Awful Things Lie Ahead of South Korea

Ruling Democratic Party leader Lee Hae-chan (second from right in the front row) chants for the party’s 2020 general election victory at the 2019 Summer Seminar of Female Party Members.

The conservative party of South Korea suffered a crushing defeat at the April 15 general elections. As a result, the Moon Jae-in administration came to dominate the executive, judicial and legislative branches for the first time since the nation’s democratization in 1987 to complete a single huge power.

For the past three years, the left-wing administration’s interest was just to extend its power by winning the general elections. During the period, the government came up with a series of policies to serve the political purpose with national interests and the future of the nation neglected. The examples include income-led growth, excessive minimum wage adjustment, excessive working hour reduction, nuclear phase-out, delayed labor reform, corporate bashing and anti-market regulations.

The policies have led to dire consequences. The Moon Jae-in administration has been busy misleading the public, instead of fixing what is wrong, in the face of more than enough evidences of side and adverse effects. It has blamed the others and lied over and over. In addition, it has created fake jobs by pouring taxpayers’ money and tampered with economic indices and figures.

Its economic failure should have led to its defeat at the elections. However, voters were blinded by the outbreak of COVID-19 and the ruling party’s and government’s spending to take advantage of the situation determined the winner and the loser. The opposition parties could not criticize them as being populist with both the United States and Europe pouring money in order to deal with the disaster.

In the end, the casting vote was exercised by those who chased the government’s disaster relief money, one million won at best, while refusing to hold those in power responsible. Those voters do not regard populism as a target of criticism and would not be concerned even if South Korea falls into a situation similar to those of some Southern European and Latin American countries. The Moon Jae-in administration’s strategy of holding out until the elections resulted in a paradoxical success, taking advantage of the pandemic.

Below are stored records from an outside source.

//! Protocol commands
//!
//! Defines the commands supported by the S250/Prim protocol and how each one
//! is framed on the wire: `[prefix] opcode [payload]`.

use byteorder::{BigEndian, ByteOrder};
use serde::{Deserialize, Serialize};

/// Escape byte sent before most opcodes
pub const CMD_PREFIX: u8 = 0x1B;

/// Init accepted
pub const ANS_INIT_OK: u8 = 0x4F;
/// Init refused
pub const ANS_INIT_NOK: u8 = 0x4E;
/// Autotest passed
pub const ANS_AUTOTEST_OK: u8 = 0x00;
/// Wavelength accepted
pub const ANS_SET_WAVELENGTH_OK: u8 = 0x1B;
/// Absorbance (or zero) measured, data ready to fetch
pub const ANS_ABS_OK: u8 = 0x54;
/// Baseline sweep done
pub const ANS_BASELINE_OK: u8 = 0x1B;

/// Length of the absorbance data fetched after an OK ack
pub const ABS_DATA_LEN: usize = 3;
/// Length of the spectrum header
pub const SPECTRUM_HEADER_LEN: usize = 7;
/// Length of one spectrum sample
pub const SPECTRUM_SAMPLE_LEN: usize = 2;

/// Default gain for absorbance wavelength selection
pub const DEFAULT_GAIN: u8 = 255;
/// Default baseline resolution in nm
pub const DEFAULT_RESOLUTION_NM: u8 = 3;
/// Fastest baseline sweep speed
pub const DEFAULT_SPEED: u8 = 8;

/// Single-byte opcodes shared with the device firmware
#[derive(Debug, Clone, Copy, PartialEq, Eq, Hash, Serialize, Deserialize)]
pub enum Opcode {
    /// Initialize (sent without prefix)
    Init,
    /// PROM version
    Firmware,
    /// Built-in autotest
    Autotest,
    /// Select wavelength
    SetAbsWavelength,
    /// Blank measurement
    GetZeroAbs,
    /// Sample measurement
    GetAbs,
    /// Fetch the measured value (sent without prefix)
    GetAbsData,
    /// Baseline sweep
    BaseLine,
    /// Spectrum acquisition
    GetSpectrum,
    /// Model code
    GetType,
    /// Stop the instrument
    Stop,
}

impl Opcode {
    /// Wire value of the opcode
    pub fn byte(&self) -> u8 {
        match self {
            Opcode::Init => 0x5A,
            Opcode::Firmware => 0x22,
            Opcode::Autotest => 0x33,
            Opcode::SetAbsWavelength => 0x31,
            Opcode::GetZeroAbs => 0x30,
            Opcode::GetAbs => 0x32,
            Opcode::GetAbsData => 0x45,
            Opcode::BaseLine => 0x34,
            Opcode::GetSpectrum => 0x35,
            Opcode::GetType => 0x51,
            Opcode::Stop => 0xE7,
        }
    }

    /// Look up an opcode from its wire value
    pub fn from_byte(byte: u8) -> Option<Self> {
        Some(match byte {
            0x5A => Opcode::Init,
            0x22 => Opcode::Firmware,
            0x33 => Opcode::Autotest,
            0x31 => Opcode::SetAbsWavelength,
            0x30 => Opcode::GetZeroAbs,
            0x32 => Opcode::GetAbs,
            0x45 => Opcode::GetAbsData,
            0x34 => Opcode::BaseLine,
            0x35 => Opcode::GetSpectrum,
            0x51 => Opcode::GetType,
            0xE7 => Opcode::Stop,
            _ => return None,
        })
    }
}

/// A device command, one variant per verb
#[derive(Debug, Clone, Copy, PartialEq, Eq, Serialize, Deserialize)]
pub enum Command {
    /// Start the device and check its initialization
    Init,

    /// Read the PROM version
    Firmware,

    /// Run the built-in autotest
    Autotest,

    /// Select the wavelength used for absorbance and kinetics
    SetWavelength {
        /// Target wavelength
        wavelength_nm: u16,
        /// Detector gain byte
        gain: u8,
    },

    /// Measure the absorbance zero (blank)
    GetZero,

    /// Measure absorbance at the selected wavelength
    GetAbsorbance,

    /// Sweep a baseline over a wavelength range
    Baseline {
        /// First wavelength of the sweep
        start_nm: u16,
        /// Last wavelength of the sweep
        end_nm: u16,
        /// Step between samples
        resolution_nm: u8,
        /// Sweep speed, 1 (slow) to 8 (fast)
        speed: u8,
    },

    /// Acquire a spectrum over the last baseline range
    GetSpectrum,

    /// Read the model code
    GetModel,

    /// Stop the device
    Stop,
}

impl Command {
    /// Opcode sent for this command
    pub fn opcode(&self) -> Opcode {
        match self {
            Command::Init => Opcode::Init,
            Command::Firmware => Opcode::Firmware,
            Command::Autotest => Opcode::Autotest,
            Command::SetWavelength { .. } => Opcode::SetAbsWavelength,
            Command::GetZero => Opcode::GetZeroAbs,
            Command::GetAbsorbance => Opcode::GetAbs,
            Command::Baseline { .. } => Opcode::BaseLine,
            Command::GetSpectrum => Opcode::GetSpectrum,
            Command::GetModel => Opcode::GetType,
            Command::Stop => Opcode::Stop,
        }
    }

    /// Prefix byte, if the opcode takes one
    pub fn prefix(&self) -> Option<u8> {
        match self {
            Command::Init => None,
            _ => Some(CMD_PREFIX),
        }
    }

    /// Payload bytes following the opcode
    pub fn payload(&self) -> Vec<u8> {
        match *self {
            Command::SetWavelength {
                wavelength_nm,
                gain,
            } => {
                // wl (BE u16), two reserved bytes, gain
                let mut buf = vec![0u8; 5];
                BigEndian::write_u16(&mut buf[0..2], wavelength_nm);
                buf[4] = gain;
                buf
            }
            Command::Baseline {
                start_nm,
                end_nm,
                resolution_nm,
                speed,
            } => {
                // start, end (BE u16), resolution, speed, two reserved bytes
                let mut buf = vec![0u8; 8];
                BigEndian::write_u16(&mut buf[0..2], start_nm);
                BigEndian::write_u16(&mut buf[2..4], end_nm);
                buf[4] = resolution_nm;
                buf[5] = speed;
                buf
            }
            _ => Vec::new(),
        }
    }

    /// Encode the full frame written to the transport
    pub fn encode(&self) -> Vec<u8> {
        let payload = self.payload();
        let mut frame = Vec::with_capacity(2 + payload.len());
        if let Some(prefix) = self.prefix() {
            frame.push(prefix);
        }
        frame.push(self.opcode().byte());
        frame.extend_from_slice(&payload);
        frame
    }

    /// Number of bytes of the first response
    pub fn expected_response_len(&self) -> usize {
        match self {
            Command::Firmware | Command::GetModel => 2,
            Command::GetSpectrum => SPECTRUM_HEADER_LEN,
            Command::Stop => 0,
            _ => 1,
        }
    }

    /// Whether an OK ack is followed by a bare `GetAbsData` fetch
    pub fn fetches_absorbance_data(&self) -> bool {
        matches!(self, Command::GetZero | Command::GetAbsorbance)
    }

    /// Short name used in logs
    pub fn name(&self) -> &'static str {
        match self {
            Command::Init => "init",
            Command::Firmware => "firmware",
            Command::Autotest => "autotest",
            Command::SetWavelength { .. } => "set_wavelength",
            Command::GetZero => "get_zero",
            Command::GetAbsorbance => "get_absorbance",
            Command::Baseline { .. } => "baseline",
            Command::GetSpectrum => "get_spectrum",
            Command::GetModel => "get_model",
            Command::Stop => "stop",
        }
    }
}

/// Frame of the second-stage absorbance fetch (sent without prefix)
pub fn absorbance_data_frame() -> Vec<u8> {
    vec![Opcode::GetAbsData.byte()]
}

The defeat of the conservative party resulted from its failure in terms of reality check, too. The party remained obsessed with cold war and anti-communism paradigms, which are no longer valid. It clung to the myth of industrialization in the 1970s while ignoring today’s zeitgeist of fairness, solidarity and coexistence. Its indifference to the new values caused young voters to turn their back on the conservative party.

Under the circumstances, the ruling party is not planning to change its policy direction. Despite worsening economic indices, it is focusing on nothing but the 2022 presidential election to retain its power. The Moon Jae-in administration is leaning on the pandemic situation to do so, but the repercussions of the pandemic will reveal its incompetence and irresponsibility rather than covering up its failure. This is because statistical manipulations and makeshift measures based on taxpayers’ money would not be effective anymore amid a radical turndown of the national economy.

The financial resources of the government are already running out and large-scale government bond issuance is likely to continue. The government’s soaring debts cannot but lead to a lower sovereign credit rating and a bigger economic crisis. The voters who produced the result of the recent elections will have to face a new experience in which populism prevails with what is wrong not fixed at all; they will encounter a country that they have never had, as the President Moon said at his inauguration speech three years ago.